(Task prompt)
Every entry needs to be reproduced exactly.

(Dataset entries)
//! Flat-color drawing of the road onto a [`Canvas`].
//!
//! The simulation never talks to a GPU. Drawing goes through the [`Canvas`]
//! trait, which only needs to fill integer rectangles with a flat color. The
//! host supplies a canvas sized to the camera's visible area; coordinates
//! passed to it are relative to that area's top-left corner.
//!
//! [`FrameBuffer`] is a software canvas used by tests and the headless demo.
//!
//! # Colors
//!
//! | Element | Color |
//! |---------|-------|
//! | Background | Green (#7EE081) |
//! | Road | Near-black (#191516) |
//! | Vehicle | Red (#FF1654) |

use roadgen_track::manager::TrackManager;
use roadgen_track::raster::Scanline;
use roadgen_track::TrackError;
use serde::{Deserialize, Serialize};

// ---------------------------------------------------------------------------
// Rgb
// ---------------------------------------------------------------------------

/// An opaque 8-bit RGB color.
#[derive(Debug, Clone, Copy, PartialEq, Eq, Hash, Serialize, Deserialize)]
pub struct Rgb(pub u8, pub u8, pub u8);

impl Rgb {
    /// Grass around the road.
    pub const BACKGROUND: Rgb = Rgb(126, 224, 129);
    /// Asphalt.
    pub const ROAD: Rgb = Rgb(25, 21, 22);
    /// The player's vehicle.
    pub const VEHICLE: Rgb = Rgb(255, 22, 84);
}

// ---------------------------------------------------------------------------
// Rect
// ---------------------------------------------------------------------------

/// An integer rectangle; `min` is inclusive and `max` exclusive.
#[derive(Debug, Clone, Copy, PartialEq, Eq, Hash, Serialize, Deserialize)]
pub struct Rect {
    /// Left edge.
    pub min_x: i64,
    /// Top edge.
    pub min_y: i64,
    /// Right edge (exclusive).
    pub max_x: i64,
    /// Bottom edge (exclusive).
    pub max_y: i64,
}

impl Rect {
    /// Create a rectangle from its edges.
    pub const fn new(min_x: i64, min_y: i64, max_x: i64, max_y: i64) -> Self {
        Self {
            min_x,
            min_y,
            max_x,
            max_y,
        }
    }

    /// Horizontal extent.
    pub fn width(&self) -> i64 {
        self.max_x - self.min_x
    }

    /// Vertical extent.
    pub fn height(&self) -> i64 {
        self.max_y - self.min_y
    }

    /// Whether the rectangle covers no cells.
    pub fn is_empty(&self) -> bool {
        self.width() <= 0 || self.height() <= 0
    }

    /// Overlap of two rectangles (possibly empty).
    pub fn intersect(&self, other: &Rect) -> Rect {
        Rect {
            min_x: self.min_x.max(other.min_x),
            min_y: self.min_y.max(other.min_y),
            max_x: self.max_x.min(other.max_x),
            max_y: self.max_y.min(other.max_y),
        }
    }
}

// ---------------------------------------------------------------------------
// Canvas
// ---------------------------------------------------------------------------

/// A drawing target that can fill rectangles with a flat color.
pub trait Canvas {
    /// Fill `rect` with `color`. Parts outside the canvas are ignored.
    fn fill_rect(&mut self, rect: Rect, color: Rgb);

    /// Fill the whole canvas with `color`.
    fn fill(&mut self, color: Rgb);
}

// ---------------------------------------------------------------------------
// FrameBuffer
// ---------------------------------------------------------------------------

/// Row-major software canvas.
#[derive(Debug, Clone, PartialEq)]
pub struct FrameBuffer {
    width: u32,
    height: u32,
    pixels: Vec<Rgb>,
}

impl FrameBuffer {
    /// Create a buffer filled with [`Rgb::BACKGROUND`].
    pub fn new(width: u32, height: u32) -> Self {
        Self {
            width,
            height,
            pixels: vec![Rgb::BACKGROUND; (width as usize) * (height as usize)],
        }
    }

    /// Width in cells.
    pub fn width(&self) -> u32 {
        self.width
    }

    /// Height in cells.
    pub fn height(&self) -> u32 {
        self.height
    }

    /// The color at `(x, y)`, or `None` outside the buffer.
    pub fn pixel(&self, x: u32, y: u32) -> Option<Rgb> {
        if x < self.width && y < self.height {
            Some(self.pixels[(y * self.width + x) as usize])
        } else {
            None
        }
    }

    /// Number of cells with `color`.
    pub fn count(&self, color: Rgb) -> usize {
        self.pixels.iter().filter(|p| **p == color).count()
    }

    /// One row of the buffer.
    pub fn row(&self, y: u32) -> &[Rgb] {
        let start = (y * self.width) as usize;
        &self.pixels[start..start + self.width as usize]
    }

    /// Render as text, one character per cell. Unknown colors print as `?`.
    pub fn to_ascii(&self, legend: &[(Rgb, char)]) -> String {
        let mut out = String::with_capacity(self.pixels.len() + self.height as usize);
        for y in 0..self.height {
            for pixel in self.row(y) {
                let ch = legend
                    .iter()
                    .find(|(color, _)| color == pixel)
                    .map_or('?', |(_, ch)| *ch);
                out.push(ch);
            }
            out.push('\n');
        }
        out
    }
}

impl Canvas for FrameBuffer {
    fn fill_rect(&mut self, rect: Rect, color: Rgb) {
        let bounds = Rect::new(0, 0, i64::from(self.width), i64::from(self.height));
        let clipped = rect.intersect(&bounds);
        if clipped.is_empty() {
            return;
        }
        for y in clipped.min_y..clipped.max_y {
            let row = (y as usize) * (self.width as usize);
            self.pixels[row + clipped.min_x as usize..row + clipped.max_x as usize].fill(color);
        }
    }

    fn fill(&mut self, color: Rgb) {
        self.pixels.fill(color);
    }
}

// ---------------------------------------------------------------------------
// Road drawing
// ---------------------------------------------------------------------------

/// Draw both live segments of `track` as rows of `road_width` cells.
///
/// Only scanlines inside `area` are drawn; each one becomes the row
/// `round(x - road_width/2) .. + road_width`, offset by `area`'s top-left
/// corner. Returns the number of rows drawn.
///
/// # Errors
///
/// Propagates [`TrackError::StepTooCoarse`] from the rasterizer.
pub fn draw_track(
    track: &TrackManager,
    area: Rect,
    road_width: f64,
    color: Rgb,
    canvas: &mut impl Canvas,
) -> Result<usize, TrackError> {
    let mut drawn = 0;
    for line in track.scanlines() {
        if let Some(rect) = scanline_rect(line?, area, road_width) {
            canvas.fill_rect(rect, color);
            drawn += 1;
        }
    }
    Ok(drawn)
}

/// Canvas rectangle for one scanline, or `None` if it lies outside `area`.
pub fn scanline_rect(line: Scanline, area: Rect, road_width: f64) -> Option<Rect> {
    if line.y < area.min_y || line.y >= area.max_y {
        return None;
    }
    let left = (line.x - road_width / 2.0).round() as i64 - area.min_x;
    let top = line.y - area.min_y;
    Some(Rect::new(
        left,
        top,
        left + road_width.round() as i64,
        top + 1,
    ))
}

// ---------------------------------------------------------------------------
// Tests
// ---------------------------------------------------------------------------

(The answer)
//! Flat-color drawing of the road onto a [`Canvas`].
//!
//! The simulation never talks to a GPU. Drawing goes through the [`Canvas`]
//! trait, which only needs to fill integer rectangles with a flat color. The
//! host supplies a canvas sized to the camera's visible area; coordinates
//! passed to it are relative to that area's top-left corner.
//!
//! [`FrameBuffer`] is a software canvas used by tests and the headless demo.
//!
//! # Colors
//!
//! | Element | Color |
//! |---------|-------|
//! | Background | Green (#7EE081) |
//! | Road | Near-black (#191516) |
//! | Vehicle | Red (#FF1654) |

use roadgen_track::manager::TrackManager;
use roadgen_track::raster::Scanline;
use roadgen_track::TrackError;
use serde::{Deserialize, Serialize};

// ---------------------------------------------------------------------------
// Rgb
// ---------------------------------------------------------------------------

/// An opaque 8-bit RGB color.
#[derive(Debug, Clone, Copy, PartialEq, Eq, Hash, Serialize, Deserialize)]
pub struct Rgb(pub u8, pub u8, pub u8);

impl Rgb {
    /// Grass around the road.
    pub const BACKGROUND: Rgb = Rgb(126, 224, 129);
    /// Asphalt.
    pub const ROAD: Rgb = Rgb(25, 21, 22);
    /// The player's vehicle.
    pub const VEHICLE: Rgb = Rgb(255, 22, 84);
}

// ---------------------------------------------------------------------------
// Rect
// ---------------------------------------------------------------------------

/// An integer rectangle; `min` is inclusive and `max` exclusive.
#[derive(Debug, Clone, Copy, PartialEq, Eq, Hash, Serialize, Deserialize)]
pub struct Rect {
    /// Left edge.
    pub min_x: i64,
    /// Top edge.
    pub min_y: i64,
    /// Right edge (exclusive).
    pub max_x: i64,
    /// Bottom edge (exclusive).
    pub max_y: i64,
}

impl Rect {
    /// Create a rectangle from its edges.
    pub const fn new(min_x: i64, min_y: i64, max_x: i64, max_y: i64) -> Self {
        Self {
            min_x,
            min_y,
            max_x,
            max_y,
        }
    }

    /// Horizontal extent.
    pub fn width(&self) -> i64 {
        self.max_x - self.min_x
    }

    /// Vertical extent.
    pub fn height(&self) -> i64 {
        self.max_y - self.min_y
    }

    /// Whether the rectangle covers no cells.
    pub fn is_empty(&self) -> bool {
        self.width() <= 0 || self.height() <= 0
    }

    /// Overlap of two rectangles (possibly empty).
    pub fn intersect(&self, other: &Rect) -> Rect {
        Rect {
            min_x: self.min_x.max(other.min_x),
            min_y: self.min_y.max(other.min_y),
            max_x: self.max_x.min(other.max_x),
            max_y: self.max_y.min(other.max_y),
        }
    }
}

// ---------------------------------------------------------------------------
// Canvas
// ---------------------------------------------------------------------------

/// A drawing target that can fill rectangles with a flat color.
pub trait Canvas {
    /// Fill `rect` with `color`. Parts outside the canvas are ignored.
    fn fill_rect(&mut self, rect: Rect, color: Rgb);

    /// Fill the whole canvas with `color`.
    fn fill(&mut self, color: Rgb);
}

// ---------------------------------------------------------------------------
// FrameBuffer
// ---------------------------------------------------------------------------

/// Row-major software canvas.
#[derive(Debug, Clone, PartialEq)]
pub struct FrameBuffer {
    width: u32,
    height: u32,
    pixels: Vec<Rgb>,
}

impl FrameBuffer {
    /// Create a buffer filled with [`Rgb::BACKGROUND`].
    pub fn new(width: u32, height: u32) -> Self {
        Self {
            width,
            height,
            pixels: vec![Rgb::BACKGROUND; (width as usize) * (height as usize)],
        }
    }

    /// Width in cells.
    pub fn width(&self) -> u32 {
        self.width
    }

    /// Height in cells.
    pub fn height(&self) -> u32 {
        self.height
    }

    /// The color at `(x, y)`, or `None` outside the buffer.
    pub fn pixel(&self, x: u32, y: u32) -> Option<Rgb> {
        if x < self.width && y < self.height {
            Some(self.pixels[(y * self.width + x) as usize])
        } else {
            None
        }
    }

    /// Number of cells with `color`.
    pub fn count(&self, color: Rgb) -> usize {
        self.pixels.iter().filter(|p| **p == color).count()
    }

    /// One row of the buffer.
    pub fn row(&self, y: u32) -> &[Rgb] {
        let start = (y * self.width) as usize;
        &self.pixels[start..start + self.width as usize]
    }

    /// Render as text, one character per cell. Unknown colors print as `?`.
    pub fn to_ascii(&self, legend: &[(Rgb, char)]) -> String {
        let mut out = String::with_capacity(self.pixels.len() + self.height as usize);
        for y in 0..self.height {
            for pixel in self.row(y) {
                let ch = legend
                    .iter()
                    .find(|(color, _)| color == pixel)
                    .map_or('?', |(_, ch)| *ch);
                out.push(ch);
            }
            out.push('\n');
        }
        out
    }
}

impl Canvas for FrameBuffer {
    fn fill_rect(&mut self, rect: Rect, color: Rgb) {
        let bounds = Rect::new(0, 0, i64::from(self.width), i64::from(self.height));
        let clipped = rect.intersect(&bounds);
        if clipped.is_empty() {
            return;
        }
        for y in clipped.min_y..clipped.max_y {
            let row = (y as usize) * (self.width as usize);
            self.pixels[row + clipped.min_x as usize..row + clipped.max_x as usize].fill(color);
        }
    }

    fn fill(&mut self, color: Rgb) {
        self.pixels.fill(color);
    }
}

// ---------------------------------------------------------------------------
// Road drawing
// ---------------------------------------------------------------------------

/// Draw both live segments of `track` as rows of `road_width` cells.
///
/// Only scanlines inside `area` are drawn; each one becomes the row
/// `round(x - road_width/2) .. + road_width`, offset by `area`'s top-left
/// corner. Returns the number of rows drawn.
///
/// # Errors
///
/// Propagates [`TrackError::StepTooCoarse`] from the rasterizer.
pub fn draw_track(
    track: &TrackManager,
    area: Rect,
    road_width: f64,
    color: Rgb,
    canvas: &mut impl Canvas,
) -> Result<usize, TrackError> {
    let mut drawn = 0;
    for line in track.scanlines() {
        if let Some(rect) = scanline_rect(line?, area, road_width) {
            canvas.fill_rect(rect, color);
            drawn += 1;
        }
    }
    Ok(drawn)
}

/// Canvas rectangle for one scanline, or `None` if it lies outside `area`.
pub fn scanline_rect(line: Scanline, area: Rect, road_width: f64) -> Option<Rect> {
    if line.y < area.min_y || line.y >= area.max_y {
        return None;
    }
    let left = (line.x - road_width / 2.0).round() as i64 - area.min_x;
    let top = line.y - area.min_y;
    Some(Rect::new(
        left,
        top,
        left + road_width.round() as i64,
        top + 1,
    ))
}

// ---------------------------------------------------------------------------
// Tests
// ---------------------------------------------------------------------------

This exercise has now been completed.